Но вот издалека донеслось пение хора и колокольный звон. Грозный приподымался, вслушивался в напев. Стоя на коленях, держась рукой за угол гроба, он замирал в искривленной, угловатой позе, которая красноречиво говорила о глубоком душевном разладе. Так чисто пластическими средствами актер подготовил переход к последующему страшному, полубезумному разговору царя с мертвым царевичем. Наклонившись к убиенному сыну, Грозный объяснял ему смысл своих унизительных уступок послу Батория, всячески провоцировавшего срыв перемирия между Россией и Польшей, — всего того, чем пылкий юноша укорил венценосного родителя, невольно став пособником бояр и вызвав на себя державный гнев. Так, растолковывая сыну свое поведение, Грозный доходил до роковой развязки и пронзающе-скорбным голосом жаловался ему: «Сколь тяжко мне, когда, себя не помня, тебя, Иван, я посохом-то…» Тут воспоминание кончалось — на Грозного обрушивалось настоящее. «А! — вскрикивал он, словно переходя от забытья к жуткой яви. — …Убил?»

Никогда еще игра Черкасова не производила на зрителей столь огромного, можно сказать, потрясающего воздействия, не обладала такой гипнотической силой. Его Иван существовал во всей конкретности неповторимой и яркой личности.

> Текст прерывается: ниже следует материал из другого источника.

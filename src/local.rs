//! Automatic connection to discovered services.

use std::sync::atomic::{AtomicUsize, Ordering};
use std::sync::{Arc, Weak};

use parking_lot::Mutex;
use tokio::runtime::Handle;
use tracing::{debug, info, warn};

use crate::client::{Client, ClientOptions, ClientTls};
use crate::config::PeerConfig;
use crate::discovery::{Discover, DiscoveryService, DiscoveryServicesListener};
use crate::error::DiscoveryError;
use crate::listeners::ListenerId;
use crate::peer::{DataProcessor, Peer, PeerConnectionListener};

#[derive(Debug, Clone)]
pub struct LocalConnectorOptions {
    /// Local id of every created client.
    pub local_id: String,
    /// Ignore services not announced on a loopback address.
    pub local_only: bool,
    pub protocol: String,
    pub config: PeerConfig,
    pub tls: Option<ClientTls>,
}

impl LocalConnectorOptions {
    pub fn new(local_id: impl Into<String>) -> Self {
        Self {
            local_id: local_id.into(),
            local_only: false,
            protocol: "tcp".to_string(),
            config: PeerConfig::default(),
            tls: None,
        }
    }
}

struct ConnectorInner {
    options: LocalConnectorOptions,
    discover: Discover,
    processor: Arc<dyn DataProcessor>,
    runtime: Mutex<Option<Handle>>,
    listener: Mutex<Option<ListenerId>>,
    discovered: Mutex<Vec<DiscoveryService>>,
    clients: Mutex<Vec<(DiscoveryService, Client)>>,
    connected: AtomicUsize,
    errors: AtomicUsize,
    disconnected: AtomicUsize,
}

/// Connects a client to every service a [`Discover`] finds and drops it
/// when the service is lost.
#[derive(Clone)]
pub struct LocalConnector {
    inner: Arc<ConnectorInner>,
}

impl LocalConnector {
    pub fn new(discover: Discover, options: LocalConnectorOptions, processor: Arc<dyn DataProcessor>) -> Self {
        Self {
            inner: Arc::new(ConnectorInner {
                options,
                discover,
                processor,
                runtime: Mutex::default(),
                listener: Mutex::default(),
                discovered: Mutex::default(),
                clients: Mutex::default(),
                connected: AtomicUsize::new(0),
                errors: AtomicUsize::new(0),
                disconnected: AtomicUsize::new(0),
            }),
        }
    }

    pub fn discover(&self) -> &Discover {
        &self.inner.discover
    }

    pub fn is_running(&self) -> bool {
        self.inner.listener.lock().is_some()
    }

    /// Services currently discovered, including the ones filtered out.
    pub fn discovered(&self) -> Vec<DiscoveryService> {
        self.inner.discovered.lock().clone()
    }

    pub fn clients(&self) -> Vec<Client> {
        self.inner.clients.lock().iter().map(|(_, c)| c.clone()).collect()
    }

    pub fn client_for(&self, service: &DiscoveryService) -> Option<Client> {
        let clients = self.inner.clients.lock();
        clients
            .iter()
            .find(|(known, _)| service.matches(known))
            .map(|(_, client)| client.clone())
    }

    pub fn connected_count(&self) -> usize {
        self.inner.connected.load(Ordering::SeqCst)
    }

    pub fn connection_errors(&self) -> usize {
        self.inner.errors.load(Ordering::SeqCst)
    }

    pub fn disconnected_count(&self) -> usize {
        self.inner.disconnected.load(Ordering::SeqCst)
    }

    pub async fn start(&self) -> Result<(), DiscoveryError> {
        if self.is_running() {
            return Ok(());
        }
        *self.inner.runtime.lock() = Some(Handle::current());
        let id = self.inner.discover.add_services_listener(Arc::new(DiscoveryBridge {
            connector: Arc::downgrade(&self.inner),
        }));
        *self.inner.listener.lock() = Some(id);
        if let Err(e) = self.inner.discover.start().await {
            self.inner.listener.lock().take();
            self.inner.discover.remove_services_listener(id);
            return Err(e);
        }
        info!("Local connector '{}' started", self.inner.options.local_id);
        Ok(())
    }

    /// Stop discovery and disconnect every client.
    pub async fn stop(&self) -> Result<(), DiscoveryError> {
        let Some(id) = self.inner.listener.lock().take() else {
            return Ok(());
        };
        self.inner.discover.remove_services_listener(id);
        let result = self.inner.discover.stop().await;

        self.inner.discovered.lock().clear();
        let clients = std::mem::take(&mut *self.inner.clients.lock());
        for (service, client) in clients {
            if client.state().is_disconnected() {
                continue;
            }
            if let Err(e) = client.disconnect().await {
                warn!("Local connector error disconnecting '{}': {}", service.name, e);
            }
        }
        info!("Local connector '{}' stopped", self.inner.options.local_id);
        result
    }
}

impl ConnectorInner {
    fn spawn<F>(&self, task: F)
    where
        F: std::future::Future<Output = ()> + Send + 'static,
    {
        match self.runtime.lock().as_ref() {
            Some(handle) => {
                handle.spawn(task);
            }
            None => warn!("Local connector '{}' has no runtime", self.options.local_id),
        }
    }
}

struct DiscoveryBridge {
    connector: Weak<ConnectorInner>,
}

impl DiscoveryServicesListener for DiscoveryBridge {
    fn on_service_discovered(&self, service: &DiscoveryService) {
        let Some(inner) = self.connector.upgrade() else { return };
        {
            let mut discovered = inner.discovered.lock();
            if service.already_in(&discovered) {
                return;
            }
            discovered.push(service.clone());
        }
        info!("Discovered service '{}' by '{}'", service, inner.options.local_id);

        if inner.options.local_only && !service.is_loopback() {
            warn!("Service '{}' does not use a loopback address, discarded", service);
            return;
        }
        let Some(addr) = service.socket_addr() else {
            warn!("Service '{}' has no address, discarded", service);
            return;
        };

        let mut options = ClientOptions::new(inner.options.local_id.clone(), service.name.clone(), addr)
            .protocol(inner.options.protocol.clone())
            .config(inner.options.config.clone());
        if let Some(tls) = &inner.options.tls {
            options = options.tls(tls.clone());
        }
        let client = Client::new(options, inner.processor.clone());
        client.add_connection_listener(Arc::new(ClientCounter {
            connector: Arc::downgrade(&inner),
        }));
        inner.clients.lock().push((service.clone(), client.clone()));

        let connector = Arc::downgrade(&inner);
        let service = service.clone();
        inner.spawn(async move {
            debug!("Connecting to '{}'", service);
            if let Err(e) = client.connect().await {
                warn!("Error connecting to discovered service '{}': {}", service, e);
                if let Some(inner) = connector.upgrade() {
                    inner.errors.fetch_add(1, Ordering::SeqCst);
                    inner.clients.lock().retain(|(_, known)| known.peer() != client.peer());
                }
            }
        });
    }

    fn on_service_lost(&self, service: &DiscoveryService) {
        let Some(inner) = self.connector.upgrade() else { return };
        {
            let mut discovered = inner.discovered.lock();
            match service.position_in(&discovered) {
                Some(index) => discovered.remove(index),
                None => return,
            };
        }
        let client = {
            let mut clients = inner.clients.lock();
            clients
                .iter()
                .position(|(known, _)| service.matches(known))
                .map(|index| clients.remove(index).1)
        };
        info!("Lost service '{}'", service);
        if let Some(client) = client {
            if !client.state().is_disconnected() {
                inner.spawn(async move {
                    if let Err(e) = client.disconnect().await {
                        debug!("Disconnecting lost service client '{}': {}", client.peer(), e);
                    }
                });
            }
        }
    }
}

struct ClientCounter {
    connector: Weak<ConnectorInner>,
}

impl PeerConnectionListener for ClientCounter {
    fn on_connect(&self, _peer: &Peer) {
        if let Some(inner) = self.connector.upgrade() {
            inner.connected.fetch_add(1, Ordering::SeqCst);
        }
    }

    fn on_disconnect(&self, _peer: &Peer) {
        if let Some(inner) = self.connector.upgrade() {
            inner.disconnected.fetch_add(1, Ordering::SeqCst);
        }
    }
}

Когда-то Черкасов впервые испытал потрясающее ощущение от игры Шаляпина. Его Иван Грозный и Борис Годунов были запечатлены в душе Черкасова на всю жизнь. И вот теперь его художнические закрома стали щедро питать создаваемый образ. «…Не скрою, — признавался Черкасов, — что мне в ролях Ивана Грозного и Дон-Кихота во многом помог Шаляпин». Черкасов буквально слышал, как его Иван, завершая «диспут» с чернецом, голосом Шаляпина произносил:

…Нет! — Ты умрешь не как судья, не с честью!Нет, ты умрешь как трус! Нет! Ты умрешь как раб!

Черкасов, разумеется, не подражал Шаляпину и ничем его не напоминал. При всех закономерностях творческого пути любого художника вспышки гениальности поражают неожиданностью и до конца необъяснимы. Очевидно только, что, став мастером, Черкасов ощутил близость к шаляпинской традиции высокого реализма с его заветами правды и простоты. На своих вершинах русское трагическое искусство рождает сопоставимые явления.

После премьеры работа Черкасова над образом не прекращалась ни на один день. В каждом выходе на сцену он вносил в свою игру нечто новое, обогащавшее и углублявшее характер Ивана. Так, сценой у гроба, первоначально разделенной им на шесть эпизодов, актер остался удовлетворен только к 53-му исполнению. Число эпизодов в ней удвоилось, и вся она значительно обогатилась интонационно и пластически.

Спектакль был совершенно непохож на эйзенштейновский фильм. Однако сокровенными путями в душе актера началось сложное взаимодействие между сценическим «великим государем» и рефлексирующим тираном из второй серии фильма. Оно обогащало эти два образа, не сближая их.

Летом 1945 года Черкасов уже должен был закончить сниматься во второй серии «Грозного». В павильоне на «Мосфильме» стояли готовые декорации, актеры ждали вызовов со дня на день, а съемки все откладывались и откладывались, так как композитор С. Прокофьев, занятый работой над оперой «Война и мир», задерживался с партитурой, а снимать сложные по ритму сцены пира опричников в Александровой слободе, их зловещие пляски Эйзенштейн без музыки не мог и не хотел. Так и появился у Черкасова первый за многие годы отпуск.